8.6 Maintenance or appropriate enhancement of socio-economic functions and conditions

8.6.1     The standard requires that forest management planning shall aim to respect all socio economic functions of forests.

8.6.2     The standard requires that adequate public access to forests for the purpose of recreation shall be provided taking into account respect for ownership rights, safety and the rights of others, the effects on forest resources and ecosystems, as well as compatibility with other functions of the forest.

8.6.3     The standard requires that sites with recognised specific historical cultural or spiritual significance and areas fundamental to meeting the needs of indigenous peoples and local communities (e.g. health, subsistence) shall be protected or managed in a way that takes due regard of the significance of the site.

8.6.4     The standard requires that management shall promote the long-term health and well-being of communities within or adjacent to the forest management area, where appropriate supported by engagement with local communities and indigenous peoples.

8.6.5     The standard requires that the best use shall be made of forest-related experience and traditional knowledge, innovations and practices such as those of forest owners, NGOs, local communities, and indigenous peoples. Equitable sharing of the benefits arising from the utilization of such knowledge shall be encouraged.

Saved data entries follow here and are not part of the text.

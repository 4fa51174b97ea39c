use std::collections::BTreeMap;
use std::fmt;

use chrono::{DateTime, Duration, Utc};
use serde::{Deserialize, Serialize};

pub const DEFAULT_RETENTION_DAYS: i64 = 7;

fn default_retention() -> Duration {
    Duration::days(DEFAULT_RETENTION_DAYS)
}

/// A price observed at a point in time.
#[derive(Debug, Clone, Copy, PartialEq, Serialize, Deserialize)]
pub struct PriceRecord {
    pub price: f64,
    pub timestamp: DateTime<Utc>,
}

impl PriceRecord {
    pub fn new(price: f64, timestamp: DateTime<Utc>) -> Self {
        Self { price, timestamp }
    }
}

/// Identity of one condition's trigger flag: `ticker:kind:threshold`, with the
/// threshold rendered to two decimals.
///
/// Thresholds that round to the same two-decimal value share a key, so two
/// such conditions of the same kind on one ticker share a single flag.
#[derive(Debug, Clone, PartialEq, Eq, Hash, PartialOrd, Ord)]
pub struct TriggerKey(String);

impl TriggerKey {
    pub fn new(ticker: &str, kind: &str, threshold: f64) -> Self {
        Self(format!("{ticker}:{kind}:{threshold:.2}"))
    }

    pub fn as_str(&self) -> &str {
        &self.0
    }
}

impl fmt::Display for TriggerKey {
    fn fmt(&self, f: &mut fmt::Formatter<'_>) -> fmt::Result {
        f.write_str(&self.0)
    }
}

/// The persisted document: last price per ticker, trigger flags per
/// [`TriggerKey`], and a bounded price history per ticker.
///
/// Entries for tickers or conditions a run never touches are carried over
/// unchanged, so removing an alert from the configuration does not lose its
/// state.
#[derive(Debug, Clone, Serialize, Deserialize)]
pub struct PersistedState {
    #[serde(default)]
    prices: BTreeMap<String, PriceRecord>,

    #[serde(default)]
    triggered_alerts: BTreeMap<String, bool>,

    #[serde(default)]
    price_history: BTreeMap<String, Vec<PriceRecord>>,

    #[serde(skip, default = "default_retention")]
    retention: Duration,
}

impl Default for PersistedState {
    fn default() -> Self {
        Self {
            prices: BTreeMap::new(),
            triggered_alerts: BTreeMap::new(),
            price_history: BTreeMap::new(),
            retention: default_retention(),
        }
    }
}

impl PersistedState {
    pub fn new() -> Self {
        Self::default()
    }

    pub fn with_retention(mut self, retention: Duration) -> Self {
        self.retention = retention;
        self
    }

    pub fn set_retention(&mut self, retention: Duration) {
        self.retention = retention;
    }

    pub fn retention(&self) -> Duration {
        self.retention
    }

    /// Last price recorded by a previous run.
    pub fn last_price(&self, ticker: &str) -> Option<f64> {
        self.prices.get(ticker).map(|r| r.price)
    }

    /// Insertion-ordered, oldest first.
    pub fn history(&self, ticker: &str) -> &[PriceRecord] {
        self.price_history
            .get(ticker)
            .map(Vec::as_slice)
            .unwrap_or(&[])
    }

    pub fn tickers(&self) -> impl Iterator<Item = &str> {
        self.prices.keys().map(String::as_str)
    }

    /// Records this run's price for `ticker` and prunes history older than
    /// the retention window, measured back from `now`.
    ///
    /// Must run after evaluation: conditions compare against the previous
    /// run's data, not this one.
    pub fn record_price(&mut self, ticker: &str, price: f64, now: DateTime<Utc>) {
        let record = PriceRecord::new(price, now);
        self.prices.insert(ticker.to_string(), record);

        let history = self.price_history.entry(ticker.to_string()).or_default();
        history.push(record);

        // A window reaching past the representable range keeps everything.
        if let Some(cutoff) = now.checked_sub_signed(self.retention) {
            history.retain(|r| r.timestamp >= cutoff);
        }
    }

    /// Price closest to, but not after, `now - ago`.
    ///
    /// When every entry is newer than the target the oldest entry is used
    /// instead, giving callers a best-effort baseline. `None` only when the
    /// ticker has no history at all.
    pub fn price_at(&self, ticker: &str, ago: Duration, now: DateTime<Utc>) -> Option<f64> {
        let history = self.history(ticker);
        let oldest = || history.iter().min_by_key(|r| r.timestamp);

        let Some(target) = now.checked_sub_signed(ago) else {
            return oldest().map(|r| r.price);
        };

        history
            .iter()
            .filter(|r| r.timestamp <= target)
            .max_by_key(|r| r.timestamp)
            .or_else(oldest)
            .map(|r| r.price)
    }

    pub fn is_triggered(&self, key: &TriggerKey) -> bool {
        self.triggered_alerts
            .get(key.as_str())
            .copied()
            .unwrap_or(false)
    }

    pub fn set_triggered(&mut self, key: &TriggerKey, triggered: bool) {
        self.triggered_alerts
            .insert(key.as_str().to_string(), triggered);
    }

    /// Keys whose flag is currently set.
    pub fn triggered_keys(&self) -> impl Iterator<Item = &str> {
        self.triggered_alerts
            .iter()
            .filter(|(_, on)| **on)
            .map(|(k, _)| k.as_str())
    }
}

#[cfg(test)]
mod tests {
    use super::*;
    use chrono::TimeZone;

    fn at(day: u32, hour: u32) -> DateTime<Utc> {
        Utc.with_ymd_and_hms(2025, 3, day, hour, 0, 0).unwrap()
    }

    #[test]
    fn key_renders_threshold_to_two_decimals() {
        let key = TriggerKey::new("BTC-USD", "above", 100000.0);
        assert_eq!(key.as_str(), "BTC-USD:above:100000.00");
    }

    #[test]
    fn nearby_thresholds_collapse_onto_one_key() {
        let a = TriggerKey::new("AAPL", "above", 100.001);
        let b = TriggerKey::new("AAPL", "above", 100.004);
        assert_eq!(a, b);
        assert_eq!(a.as_str(), "AAPL:above:100.00");
    }

    #[test]
    fn absent_flag_reads_as_false() {
        let state = PersistedState::new();
        assert!(!state.is_triggered(&TriggerKey::new("X", "below", 1.0)));
    }

    #[test]
    fn set_triggered_round_trips() {
        let mut state = PersistedState::new();
        let key = TriggerKey::new("X", "below", 1.0);

        state.set_triggered(&key, true);
        assert!(state.is_triggered(&key));
        assert_eq!(state.triggered_keys().collect::<Vec<_>>(), vec!["X:below:1.00"]);

        state.set_triggered(&key, false);
        assert!(!state.is_triggered(&key));
        assert_eq!(state.triggered_keys().count(), 0);
    }

    #[test]
    fn record_price_updates_last_and_history() {
        let mut state = PersistedState::new();
        state.record_price("ETH-USD", 3000.0, at(1, 0));
        state.record_price("ETH-USD", 3100.0, at(1, 1));

        assert_eq!(state.last_price("ETH-USD"), Some(3100.0));
        let history = state.history("ETH-USD");
        assert_eq!(history.len(), 2);
        assert_eq!(history[0].price, 3000.0);
        assert_eq!(history[1].timestamp, at(1, 1));
    }

    #[test]
    fn record_price_prunes_outside_retention() {
        let mut state = PersistedState::new().with_retention(Duration::days(7));
        state.record_price("ETH-USD", 1.0, at(1, 0));
        state.record_price("ETH-USD", 2.0, at(5, 0));
        state.record_price("ETH-USD", 3.0, at(9, 0));

        let prices: Vec<f64> = state.history("ETH-USD").iter().map(|r| r.price).collect();
        assert_eq!(prices, vec![2.0, 3.0]);
    }

    #[test]
    fn entry_exactly_at_cutoff_is_kept() {
        let mut state = PersistedState::new().with_retention(Duration::days(7));
        state.record_price("ETH-USD", 1.0, at(1, 0));
        state.record_price("ETH-USD", 2.0, at(8, 0));

        assert_eq!(state.history("ETH-USD").len(), 2);
    }

    #[test]
    fn price_at_picks_latest_entry_not_after_target() {
        let mut state = PersistedState::new();
        state.record_price("SPY", 500.0, at(1, 0));
        state.record_price("SPY", 505.0, at(1, 12));
        state.record_price("SPY", 510.0, at(2, 0));

        // target = day 2 00:00 - 6h = day 1 18:00 -> the 12:00 entry.
        let p = state.price_at("SPY", Duration::hours(6), at(2, 0));
        assert_eq!(p, Some(505.0));

        // An entry sitting exactly on the target qualifies.
        let p = state.price_at("SPY", Duration::hours(12), at(2, 0));
        assert_eq!(p, Some(505.0));
    }

    #[test]
    fn price_at_falls_back_to_oldest_entry() {
        let mut state = PersistedState::new();
        state.record_price("SPY", 500.0, at(3, 0));
        state.record_price("SPY", 505.0, at(3, 6));

        let p = state.price_at("SPY", Duration::days(30), at(3, 12));
        assert_eq!(p, Some(500.0));
    }

    #[test]
    fn price_at_without_history_is_none() {
        let state = PersistedState::new();
        assert_eq!(state.price_at("SPY", Duration::hours(1), at(1, 0)), None);
    }

    #[test]
    fn fallback_never_returns_a_pruned_entry() {
        let now = at(20, 0);
        let mut state = PersistedState::new().with_retention(Duration::days(7));

        state.record_price("BTC-USD", 90_000.0, now - Duration::days(8));
        state.record_price("BTC-USD", 95_000.0, now - Duration::days(3));
        state.record_price("BTC-USD", 100_000.0, now);

        assert_eq!(state.history("BTC-USD").len(), 2);
        assert_eq!(
            state.price_at("BTC-USD", Duration::days(10), now),
            Some(95_000.0)
        );
    }

    #[test]
    fn document_uses_three_top_level_mappings() {
        let mut state = PersistedState::new();
        state.record_price("BTC-USD", 1.5, at(1, 0));
        state.set_triggered(&TriggerKey::new("BTC-USD", "above", 1.0), true);

        let json = serde_json::to_value(&state).unwrap();
        let obj = json.as_object().unwrap();
        let mut keys: Vec<_> = obj.keys().map(String::as_str).collect();
        keys.sort();
        assert_eq!(keys, vec!["price_history", "prices", "triggered_alerts"]);
        assert_eq!(json["triggered_alerts"]["BTC-USD:above:1.00"], true);
    }

    #[test]
    fn missing_sections_deserialize_as_empty() {
        let state: PersistedState = serde_json::from_str(r#"{"prices":{}}"#).unwrap();
        assert_eq!(state.tickers().count(), 0);
        assert_eq!(state.retention(), Duration::days(DEFAULT_RETENTION_DAYS));
    }

    #[test]
    fn huge_retention_keeps_everything() {
        let mut state = PersistedState::new().with_retention(Duration::MAX);
        state.record_price("ETH-USD", 1.0, at(1, 0));
        state.record_price("ETH-USD", 2.0, at(20, 0));

        assert_eq!(state.history("ETH-USD").len(), 2);
    }

    #[test]
    fn huge_lookback_falls_back_to_oldest() {
        let mut state = PersistedState::new();
        assert_eq!(state.price_at("ETH-USD", Duration::MAX, at(9, 0)), None);

        state.record_price("ETH-USD", 10.0, at(1, 0));
        state.record_price("ETH-USD", 12.0, at(2, 0));

        assert_eq!(state.price_at("ETH-USD", Duration::MAX, at(9, 0)), Some(10.0));
    }
}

8.6.6     The standard requires that management shall give due regard to the role of forestry in local economies. Special consideration shall be given to new opportunities for training and employment of local people, including indigenous peoples.

8.6.7 The standard requires that forest management shall contribute to research activities and data collection needed for sustainable forest management or support relevant research activities carried out by other organisations, as appropriate.